[Collected data entries]
<<<<
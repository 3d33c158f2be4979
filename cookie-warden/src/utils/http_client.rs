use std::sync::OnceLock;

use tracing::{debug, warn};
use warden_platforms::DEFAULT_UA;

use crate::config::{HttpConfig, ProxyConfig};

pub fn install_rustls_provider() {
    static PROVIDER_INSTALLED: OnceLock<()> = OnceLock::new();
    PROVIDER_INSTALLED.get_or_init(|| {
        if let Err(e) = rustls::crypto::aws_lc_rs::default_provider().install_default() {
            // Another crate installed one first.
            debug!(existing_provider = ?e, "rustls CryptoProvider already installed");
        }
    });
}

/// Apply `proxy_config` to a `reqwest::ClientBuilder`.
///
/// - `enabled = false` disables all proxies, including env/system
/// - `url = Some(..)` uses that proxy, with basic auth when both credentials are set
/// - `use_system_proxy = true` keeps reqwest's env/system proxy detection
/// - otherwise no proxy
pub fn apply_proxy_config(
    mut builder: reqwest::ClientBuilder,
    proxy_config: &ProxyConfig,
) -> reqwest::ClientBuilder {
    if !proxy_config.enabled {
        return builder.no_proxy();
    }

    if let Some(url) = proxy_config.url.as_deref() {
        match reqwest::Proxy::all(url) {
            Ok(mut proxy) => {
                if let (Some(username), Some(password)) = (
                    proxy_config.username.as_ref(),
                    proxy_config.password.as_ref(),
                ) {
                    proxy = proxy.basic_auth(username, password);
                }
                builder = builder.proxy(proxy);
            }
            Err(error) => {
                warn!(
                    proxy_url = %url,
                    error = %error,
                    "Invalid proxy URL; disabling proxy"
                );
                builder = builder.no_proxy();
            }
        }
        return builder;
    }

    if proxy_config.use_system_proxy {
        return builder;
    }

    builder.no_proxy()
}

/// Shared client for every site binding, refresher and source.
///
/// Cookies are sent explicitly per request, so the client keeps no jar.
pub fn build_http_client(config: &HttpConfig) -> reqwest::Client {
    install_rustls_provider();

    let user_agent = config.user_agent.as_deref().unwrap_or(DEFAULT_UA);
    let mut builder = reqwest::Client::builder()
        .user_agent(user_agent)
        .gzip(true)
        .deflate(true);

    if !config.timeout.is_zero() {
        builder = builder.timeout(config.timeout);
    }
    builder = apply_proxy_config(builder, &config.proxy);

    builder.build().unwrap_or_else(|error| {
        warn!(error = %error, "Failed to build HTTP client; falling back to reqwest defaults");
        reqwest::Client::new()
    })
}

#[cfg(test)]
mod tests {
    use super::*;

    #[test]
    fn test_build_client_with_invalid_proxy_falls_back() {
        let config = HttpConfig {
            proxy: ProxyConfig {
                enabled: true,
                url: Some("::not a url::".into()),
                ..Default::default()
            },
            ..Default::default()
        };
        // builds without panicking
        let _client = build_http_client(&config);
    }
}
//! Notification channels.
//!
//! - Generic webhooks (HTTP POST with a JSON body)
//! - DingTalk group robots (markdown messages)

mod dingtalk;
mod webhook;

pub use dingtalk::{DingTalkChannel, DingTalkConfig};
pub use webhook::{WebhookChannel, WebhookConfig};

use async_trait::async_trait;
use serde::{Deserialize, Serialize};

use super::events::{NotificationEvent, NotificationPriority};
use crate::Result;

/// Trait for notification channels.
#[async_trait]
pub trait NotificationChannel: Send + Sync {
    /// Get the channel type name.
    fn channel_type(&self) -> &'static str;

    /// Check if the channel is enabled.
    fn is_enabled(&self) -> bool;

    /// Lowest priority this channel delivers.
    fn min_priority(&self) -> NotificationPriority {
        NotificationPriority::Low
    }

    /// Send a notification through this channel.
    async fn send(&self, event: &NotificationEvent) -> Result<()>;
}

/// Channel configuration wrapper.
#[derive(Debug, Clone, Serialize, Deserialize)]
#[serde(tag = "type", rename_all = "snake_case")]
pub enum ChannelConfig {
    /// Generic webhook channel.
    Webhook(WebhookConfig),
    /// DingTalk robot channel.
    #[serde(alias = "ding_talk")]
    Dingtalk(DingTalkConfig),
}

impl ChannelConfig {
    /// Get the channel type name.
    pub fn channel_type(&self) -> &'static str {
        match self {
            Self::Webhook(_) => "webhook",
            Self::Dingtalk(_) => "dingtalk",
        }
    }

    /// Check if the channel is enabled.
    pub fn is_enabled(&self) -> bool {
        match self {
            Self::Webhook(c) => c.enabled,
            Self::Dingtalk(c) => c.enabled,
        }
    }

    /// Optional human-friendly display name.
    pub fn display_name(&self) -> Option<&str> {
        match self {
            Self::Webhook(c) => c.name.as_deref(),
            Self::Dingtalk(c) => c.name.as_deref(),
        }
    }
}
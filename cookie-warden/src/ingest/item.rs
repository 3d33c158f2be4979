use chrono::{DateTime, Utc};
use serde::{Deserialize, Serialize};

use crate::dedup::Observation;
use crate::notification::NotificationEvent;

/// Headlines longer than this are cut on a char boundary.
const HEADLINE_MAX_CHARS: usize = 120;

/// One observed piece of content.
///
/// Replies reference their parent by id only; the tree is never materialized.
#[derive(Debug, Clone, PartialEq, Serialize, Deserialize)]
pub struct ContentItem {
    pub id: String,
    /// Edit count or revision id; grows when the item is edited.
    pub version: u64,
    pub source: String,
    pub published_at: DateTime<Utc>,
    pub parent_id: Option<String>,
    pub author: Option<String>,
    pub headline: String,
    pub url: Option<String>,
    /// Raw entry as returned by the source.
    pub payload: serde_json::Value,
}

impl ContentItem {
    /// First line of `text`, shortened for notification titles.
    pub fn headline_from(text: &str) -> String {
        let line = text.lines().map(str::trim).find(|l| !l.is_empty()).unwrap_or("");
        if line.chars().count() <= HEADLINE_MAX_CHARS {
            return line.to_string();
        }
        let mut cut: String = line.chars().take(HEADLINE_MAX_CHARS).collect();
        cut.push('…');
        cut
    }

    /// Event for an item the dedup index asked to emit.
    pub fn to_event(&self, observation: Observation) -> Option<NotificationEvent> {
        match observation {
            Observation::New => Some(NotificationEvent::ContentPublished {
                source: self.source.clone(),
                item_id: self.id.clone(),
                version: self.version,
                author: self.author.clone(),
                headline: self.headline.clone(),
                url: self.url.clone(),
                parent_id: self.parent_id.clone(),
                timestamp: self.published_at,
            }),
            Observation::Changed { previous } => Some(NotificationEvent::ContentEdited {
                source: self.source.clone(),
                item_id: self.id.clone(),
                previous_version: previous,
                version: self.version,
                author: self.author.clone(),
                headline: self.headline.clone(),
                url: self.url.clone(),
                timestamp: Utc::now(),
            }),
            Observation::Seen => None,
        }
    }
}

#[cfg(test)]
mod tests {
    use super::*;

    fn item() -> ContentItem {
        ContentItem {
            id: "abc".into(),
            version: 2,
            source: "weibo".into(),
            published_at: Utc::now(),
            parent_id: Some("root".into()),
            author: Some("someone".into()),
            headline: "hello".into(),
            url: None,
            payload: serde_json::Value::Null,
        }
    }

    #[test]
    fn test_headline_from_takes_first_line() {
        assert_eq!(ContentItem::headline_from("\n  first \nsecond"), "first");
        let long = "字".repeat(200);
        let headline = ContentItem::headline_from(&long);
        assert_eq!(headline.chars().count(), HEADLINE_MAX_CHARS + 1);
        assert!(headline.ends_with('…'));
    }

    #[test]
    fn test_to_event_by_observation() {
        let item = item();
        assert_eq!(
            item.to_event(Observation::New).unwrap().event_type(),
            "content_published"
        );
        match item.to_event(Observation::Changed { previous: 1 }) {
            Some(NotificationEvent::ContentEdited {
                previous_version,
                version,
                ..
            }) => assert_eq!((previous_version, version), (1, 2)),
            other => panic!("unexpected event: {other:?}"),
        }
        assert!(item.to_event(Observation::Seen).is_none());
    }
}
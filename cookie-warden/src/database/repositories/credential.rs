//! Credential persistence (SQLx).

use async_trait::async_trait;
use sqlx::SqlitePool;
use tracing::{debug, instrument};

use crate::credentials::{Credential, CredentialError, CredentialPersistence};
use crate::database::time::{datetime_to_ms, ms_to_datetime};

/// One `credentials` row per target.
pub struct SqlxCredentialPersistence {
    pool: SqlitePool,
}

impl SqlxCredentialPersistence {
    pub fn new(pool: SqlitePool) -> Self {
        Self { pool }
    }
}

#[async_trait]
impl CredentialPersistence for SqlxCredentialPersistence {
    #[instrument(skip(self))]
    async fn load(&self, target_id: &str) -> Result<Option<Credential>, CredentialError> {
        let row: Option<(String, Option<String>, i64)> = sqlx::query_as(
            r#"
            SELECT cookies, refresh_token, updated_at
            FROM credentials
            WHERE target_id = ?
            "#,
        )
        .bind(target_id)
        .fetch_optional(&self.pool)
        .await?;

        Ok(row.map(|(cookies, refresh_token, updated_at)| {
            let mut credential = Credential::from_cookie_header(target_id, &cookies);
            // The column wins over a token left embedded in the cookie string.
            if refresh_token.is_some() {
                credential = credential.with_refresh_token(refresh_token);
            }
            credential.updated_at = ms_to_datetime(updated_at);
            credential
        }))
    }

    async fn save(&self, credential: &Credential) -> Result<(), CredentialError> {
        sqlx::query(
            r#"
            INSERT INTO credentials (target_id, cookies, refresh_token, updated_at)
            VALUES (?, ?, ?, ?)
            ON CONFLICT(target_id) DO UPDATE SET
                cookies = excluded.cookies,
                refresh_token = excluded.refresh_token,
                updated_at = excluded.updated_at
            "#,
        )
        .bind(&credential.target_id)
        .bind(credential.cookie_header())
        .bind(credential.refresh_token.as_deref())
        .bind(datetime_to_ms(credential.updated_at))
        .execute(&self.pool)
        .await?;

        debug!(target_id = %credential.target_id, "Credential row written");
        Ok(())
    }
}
>>>>
Report every line of the data above that contains the string "Generic" by copying it in full.

//! - Generic webhooks (HTTP POST with a JSON body)
    /// Generic webhook channel.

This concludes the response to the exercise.